« Une centaine de salariés ont exercé leur droit de retrait », Radouane, cariste chez Amazon et militant CFTC
23 mars 2020 | Visages du syndicalisme
Radouane Mokaouim est cariste chez Amazon à Saran (45). Il est élu CFTC au CSE.
Y a-t-il une crise chez Amazon, comme on peut l’entendre dans les médias ?
Oui, on peut même parler de psychose ! Nous avons peur d’aller travailler. À tel point qu’une centaine de salariés ont exercé leur droit de retrait et sont rentrés chez eux, ils ne reçoivent plus de salaire… Le CSE a rédigé un mail à la direction pour qu’elle ferme temporairement le site. Malgré une grève éclair de 4 à 5 heures des salariés, la direction a opposé un refus catégorique à notre proposition et a annoncé qu’elle traduirait en justice les salariés « en retrait ».

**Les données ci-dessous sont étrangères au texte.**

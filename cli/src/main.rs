//! Trade calculator CLI
//!
//! Reads a scenario JSON document (file argument, or stdin when the
//! argument is `-` or absent), computes it against the seed catalog and
//! prints the result JSON. No domain logic lives here.
//!
//! ```text
//! trade-calc scenario.json
//! echo '{"destination":"LUB","volume_mt":700,"buy_price_per_mt":530}' | trade-calc
//! ```

use std::io::Read;
use std::process::ExitCode;

use trade_calculator_core_rs::{Scenario, TradeCalculator};

fn run() -> Result<(), String> {
    let arg = std::env::args().nth(1);

    let input = match arg.as_deref() {
        None | Some("-") => {
            let mut buf = String::new();
            std::io::stdin()
                .read_to_string(&mut buf)
                .map_err(|e| format!("failed to read stdin: {}", e))?;
            buf
        }
        Some(path) => std::fs::read_to_string(path)
            .map_err(|e| format!("failed to read {}: {}", path, e))?,
    };

    let scenario: Scenario =
        serde_json::from_str(&input).map_err(|e| format!("invalid scenario: {}", e))?;

    let calc = TradeCalculator::new();
    let result = calc
        .compute(&scenario)
        .map_err(|e| format!("compute failed: {}", e))?;

    let json = serde_json::to_string_pretty(&result)
        .map_err(|e| format!("failed to serialize result: {}", e))?;
    println!("{}", json);
    Ok(())
}

fn main() -> ExitCode {
    match run() {
        Ok(()) => ExitCode::SUCCESS,
        Err(message) => {
            eprintln!("error: {}", message);
            ExitCode::FAILURE
        }
    }
}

Ces peurs sont-elles fondées ?
Bien sûr, puisqu’elles sont directement issues de nos conditions de travail ! Il a été prévu d’aménager nos postes, mais c’est loin d’être fini, et nous travaillons pour la plupart à moins d’un mètre de distance les uns des autres. Certains ont commencé à venir avec des masques, mais la direction leur a demandé de les retirer, jugeant cela « anxiogène ». Les RH ont décidé de scinder les salariés en deux équipes pour la pause. Bonne idée… sauf que cela fait toujours à peu près 600 personnes réunies au même moment ! Le gel hydro-alcoolique est en cours de réapprovisionnement, mais a fait défaut un certain temps… Ajoutez à cela la venue du Samu à deux reprises, sans information à l’égard des salariés, il n’en faut pas davantage pour ressentir une profonde insécurité.
Quelles actions envisagez-vous ? Avec quelles attentes ?
Vous savez, la situation est la même sur tous les sites d’Amazon en France*. C’est pourquoi j’ai contacté leurs représentants CFTC. Nous avons échangé et décidé de faire appel à l’inspection du travail de notre région respective. Ici, nous avons rencontré l’inspecteur la semaine dernière. Il nous a un peu rassurés sur le recours au droit de retrait…
Nous avons envisagé une action nationale, une grève, mais… Il faut bien comprendre que nous faisons face à un rare afflux de commandes, puisque les magasins sont fermés. Or, sur les 2 500 salariés habituels, 600 sont rentrés chez eux pour assurer la garde de leurs enfants… La direction est en train de faire appel à des intérimaires… Quelle chance avons-nous de nous faire entendre ?
*La France compte 6 sites de distribution : celui de Saran, près d’Orléans, mais aussi ceux de Montélimar (Drôme), Lauwin-Planque (Nord), Sevrey (Saône-et-Loire), Boves (Somme) et Brétigny-sur-Orge (Essonne).